• Try it: Report back every line from the entries below in which the word "scopes" occurs.

Dataset entries
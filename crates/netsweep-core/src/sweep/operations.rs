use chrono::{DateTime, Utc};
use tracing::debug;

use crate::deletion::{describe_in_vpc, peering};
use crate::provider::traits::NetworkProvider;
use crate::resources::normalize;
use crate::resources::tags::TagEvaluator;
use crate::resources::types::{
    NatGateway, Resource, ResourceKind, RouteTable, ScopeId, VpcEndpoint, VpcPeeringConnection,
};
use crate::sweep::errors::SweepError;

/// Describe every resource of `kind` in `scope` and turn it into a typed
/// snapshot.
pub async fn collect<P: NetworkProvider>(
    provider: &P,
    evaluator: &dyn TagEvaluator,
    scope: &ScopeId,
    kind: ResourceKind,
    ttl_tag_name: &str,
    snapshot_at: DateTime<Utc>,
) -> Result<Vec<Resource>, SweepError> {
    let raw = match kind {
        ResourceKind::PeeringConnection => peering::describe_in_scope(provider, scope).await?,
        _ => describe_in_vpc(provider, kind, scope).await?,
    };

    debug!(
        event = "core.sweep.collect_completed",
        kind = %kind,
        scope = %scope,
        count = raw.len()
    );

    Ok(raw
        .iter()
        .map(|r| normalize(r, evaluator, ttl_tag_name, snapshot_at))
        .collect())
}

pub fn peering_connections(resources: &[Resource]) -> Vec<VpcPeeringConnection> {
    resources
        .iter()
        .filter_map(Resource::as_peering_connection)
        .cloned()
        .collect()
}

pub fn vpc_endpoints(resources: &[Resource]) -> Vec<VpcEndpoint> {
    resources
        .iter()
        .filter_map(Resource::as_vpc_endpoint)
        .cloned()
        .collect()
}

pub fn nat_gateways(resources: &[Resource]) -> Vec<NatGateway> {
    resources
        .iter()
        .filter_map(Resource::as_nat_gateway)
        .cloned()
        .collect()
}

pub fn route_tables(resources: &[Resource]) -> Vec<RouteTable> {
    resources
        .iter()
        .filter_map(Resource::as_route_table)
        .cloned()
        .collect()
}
* * *
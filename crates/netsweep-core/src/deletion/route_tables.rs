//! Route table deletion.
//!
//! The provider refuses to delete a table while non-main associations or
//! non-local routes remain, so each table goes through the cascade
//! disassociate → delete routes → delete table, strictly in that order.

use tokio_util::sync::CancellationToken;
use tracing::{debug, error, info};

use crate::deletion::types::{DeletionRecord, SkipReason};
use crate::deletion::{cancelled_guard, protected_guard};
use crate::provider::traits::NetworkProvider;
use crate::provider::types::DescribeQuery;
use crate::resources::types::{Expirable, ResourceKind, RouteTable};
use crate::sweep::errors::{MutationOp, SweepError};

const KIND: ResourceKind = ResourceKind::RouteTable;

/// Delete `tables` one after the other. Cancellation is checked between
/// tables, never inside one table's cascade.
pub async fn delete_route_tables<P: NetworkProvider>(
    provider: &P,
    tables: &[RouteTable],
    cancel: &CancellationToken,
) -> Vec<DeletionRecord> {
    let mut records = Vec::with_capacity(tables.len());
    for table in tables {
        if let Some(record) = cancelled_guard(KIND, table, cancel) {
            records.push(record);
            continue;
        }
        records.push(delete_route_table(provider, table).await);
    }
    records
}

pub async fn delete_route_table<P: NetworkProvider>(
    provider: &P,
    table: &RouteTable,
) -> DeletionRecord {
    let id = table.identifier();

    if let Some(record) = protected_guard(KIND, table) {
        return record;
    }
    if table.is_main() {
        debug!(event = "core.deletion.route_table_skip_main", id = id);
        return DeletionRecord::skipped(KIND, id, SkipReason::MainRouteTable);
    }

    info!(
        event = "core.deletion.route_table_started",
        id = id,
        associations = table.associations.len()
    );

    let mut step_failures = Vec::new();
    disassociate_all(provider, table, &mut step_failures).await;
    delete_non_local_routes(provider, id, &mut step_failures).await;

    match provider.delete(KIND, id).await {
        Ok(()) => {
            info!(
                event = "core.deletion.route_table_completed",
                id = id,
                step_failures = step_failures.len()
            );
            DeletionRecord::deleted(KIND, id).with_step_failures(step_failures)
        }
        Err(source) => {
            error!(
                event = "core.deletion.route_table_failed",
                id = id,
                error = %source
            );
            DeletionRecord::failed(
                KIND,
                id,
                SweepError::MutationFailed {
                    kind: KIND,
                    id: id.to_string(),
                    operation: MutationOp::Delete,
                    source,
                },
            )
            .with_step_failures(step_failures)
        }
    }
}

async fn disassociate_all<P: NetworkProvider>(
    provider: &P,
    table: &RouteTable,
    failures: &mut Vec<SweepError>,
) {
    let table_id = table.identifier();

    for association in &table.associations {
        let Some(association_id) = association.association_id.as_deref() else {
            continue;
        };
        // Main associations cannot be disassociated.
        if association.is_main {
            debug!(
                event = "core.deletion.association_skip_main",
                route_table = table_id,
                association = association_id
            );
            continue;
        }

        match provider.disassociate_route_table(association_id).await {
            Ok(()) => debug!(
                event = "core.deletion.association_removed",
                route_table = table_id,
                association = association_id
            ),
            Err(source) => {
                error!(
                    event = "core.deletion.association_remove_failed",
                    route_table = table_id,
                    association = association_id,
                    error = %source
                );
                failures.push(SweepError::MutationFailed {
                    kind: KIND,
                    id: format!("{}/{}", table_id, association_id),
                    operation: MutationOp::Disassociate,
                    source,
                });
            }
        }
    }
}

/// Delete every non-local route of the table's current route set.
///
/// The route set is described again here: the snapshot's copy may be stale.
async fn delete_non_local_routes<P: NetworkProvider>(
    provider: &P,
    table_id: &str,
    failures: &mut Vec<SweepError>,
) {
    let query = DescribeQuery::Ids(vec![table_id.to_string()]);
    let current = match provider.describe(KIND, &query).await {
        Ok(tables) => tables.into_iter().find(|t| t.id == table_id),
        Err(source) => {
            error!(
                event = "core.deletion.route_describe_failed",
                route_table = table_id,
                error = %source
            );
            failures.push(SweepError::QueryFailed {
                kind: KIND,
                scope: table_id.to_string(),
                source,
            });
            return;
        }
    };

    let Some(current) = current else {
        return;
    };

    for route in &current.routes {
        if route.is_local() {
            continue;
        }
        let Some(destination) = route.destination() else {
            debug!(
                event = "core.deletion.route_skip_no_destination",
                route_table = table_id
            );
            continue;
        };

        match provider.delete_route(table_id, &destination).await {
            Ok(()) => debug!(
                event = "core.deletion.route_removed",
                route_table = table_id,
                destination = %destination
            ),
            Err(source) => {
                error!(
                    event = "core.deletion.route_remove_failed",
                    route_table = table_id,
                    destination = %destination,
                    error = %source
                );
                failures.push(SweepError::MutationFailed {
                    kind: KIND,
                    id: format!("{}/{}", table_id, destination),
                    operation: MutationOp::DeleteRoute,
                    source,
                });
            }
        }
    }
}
--
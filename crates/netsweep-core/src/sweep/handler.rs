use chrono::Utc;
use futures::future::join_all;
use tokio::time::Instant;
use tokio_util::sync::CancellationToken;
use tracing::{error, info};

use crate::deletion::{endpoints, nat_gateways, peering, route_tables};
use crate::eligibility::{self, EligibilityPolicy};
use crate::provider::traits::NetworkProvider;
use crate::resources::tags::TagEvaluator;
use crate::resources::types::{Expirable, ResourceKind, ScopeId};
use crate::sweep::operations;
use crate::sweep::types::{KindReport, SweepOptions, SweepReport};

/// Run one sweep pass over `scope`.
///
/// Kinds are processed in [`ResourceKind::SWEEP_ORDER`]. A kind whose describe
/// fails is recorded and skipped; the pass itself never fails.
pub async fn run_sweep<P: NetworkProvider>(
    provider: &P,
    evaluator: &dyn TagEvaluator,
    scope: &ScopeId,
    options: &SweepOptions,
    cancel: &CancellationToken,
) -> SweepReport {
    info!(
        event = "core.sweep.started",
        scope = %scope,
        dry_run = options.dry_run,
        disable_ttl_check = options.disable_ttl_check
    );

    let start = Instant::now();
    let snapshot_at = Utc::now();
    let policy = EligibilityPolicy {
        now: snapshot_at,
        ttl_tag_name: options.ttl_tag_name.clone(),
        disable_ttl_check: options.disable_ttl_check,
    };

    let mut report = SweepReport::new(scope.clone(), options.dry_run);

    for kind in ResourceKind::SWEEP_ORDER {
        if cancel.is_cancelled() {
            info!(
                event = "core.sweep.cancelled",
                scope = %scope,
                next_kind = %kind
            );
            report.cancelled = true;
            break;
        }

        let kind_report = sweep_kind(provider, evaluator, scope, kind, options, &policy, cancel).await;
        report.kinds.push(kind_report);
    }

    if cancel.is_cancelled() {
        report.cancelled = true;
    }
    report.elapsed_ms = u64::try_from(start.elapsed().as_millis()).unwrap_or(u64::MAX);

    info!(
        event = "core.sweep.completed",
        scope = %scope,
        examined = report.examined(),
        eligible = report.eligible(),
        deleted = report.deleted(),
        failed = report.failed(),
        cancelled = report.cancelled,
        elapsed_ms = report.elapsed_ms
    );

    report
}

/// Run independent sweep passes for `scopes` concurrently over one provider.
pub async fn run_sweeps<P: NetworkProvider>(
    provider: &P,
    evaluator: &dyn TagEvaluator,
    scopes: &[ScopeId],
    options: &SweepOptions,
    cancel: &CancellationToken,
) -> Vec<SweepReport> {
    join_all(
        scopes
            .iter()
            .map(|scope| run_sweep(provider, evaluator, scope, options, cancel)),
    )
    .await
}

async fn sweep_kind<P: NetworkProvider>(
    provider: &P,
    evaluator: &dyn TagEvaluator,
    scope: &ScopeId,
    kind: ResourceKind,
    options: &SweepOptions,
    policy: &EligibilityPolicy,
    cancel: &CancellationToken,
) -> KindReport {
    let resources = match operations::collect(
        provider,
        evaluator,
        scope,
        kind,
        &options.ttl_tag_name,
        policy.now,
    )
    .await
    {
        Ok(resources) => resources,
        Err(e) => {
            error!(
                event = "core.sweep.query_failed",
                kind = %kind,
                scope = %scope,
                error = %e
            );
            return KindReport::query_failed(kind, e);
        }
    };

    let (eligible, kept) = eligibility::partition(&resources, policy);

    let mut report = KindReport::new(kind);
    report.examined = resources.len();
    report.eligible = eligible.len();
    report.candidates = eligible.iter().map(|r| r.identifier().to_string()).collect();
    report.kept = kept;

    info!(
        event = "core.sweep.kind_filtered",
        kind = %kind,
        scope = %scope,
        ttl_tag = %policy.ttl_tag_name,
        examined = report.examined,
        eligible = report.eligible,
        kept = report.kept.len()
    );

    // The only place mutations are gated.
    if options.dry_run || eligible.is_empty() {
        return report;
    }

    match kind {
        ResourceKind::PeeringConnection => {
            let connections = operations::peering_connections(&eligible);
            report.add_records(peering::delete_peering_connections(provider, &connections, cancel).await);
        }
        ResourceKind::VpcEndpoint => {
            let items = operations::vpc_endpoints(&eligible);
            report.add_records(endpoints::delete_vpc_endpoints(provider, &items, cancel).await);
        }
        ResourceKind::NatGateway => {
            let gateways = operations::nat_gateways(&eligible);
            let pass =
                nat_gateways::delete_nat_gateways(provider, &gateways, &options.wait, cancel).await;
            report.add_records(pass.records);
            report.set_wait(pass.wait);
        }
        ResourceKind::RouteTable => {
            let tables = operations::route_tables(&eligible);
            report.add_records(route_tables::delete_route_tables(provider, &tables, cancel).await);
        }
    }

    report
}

• Exercise output:
/// Run independent sweep passes for `scopes` concurrently over one provider.
    scopes: &[ScopeId],
        scopes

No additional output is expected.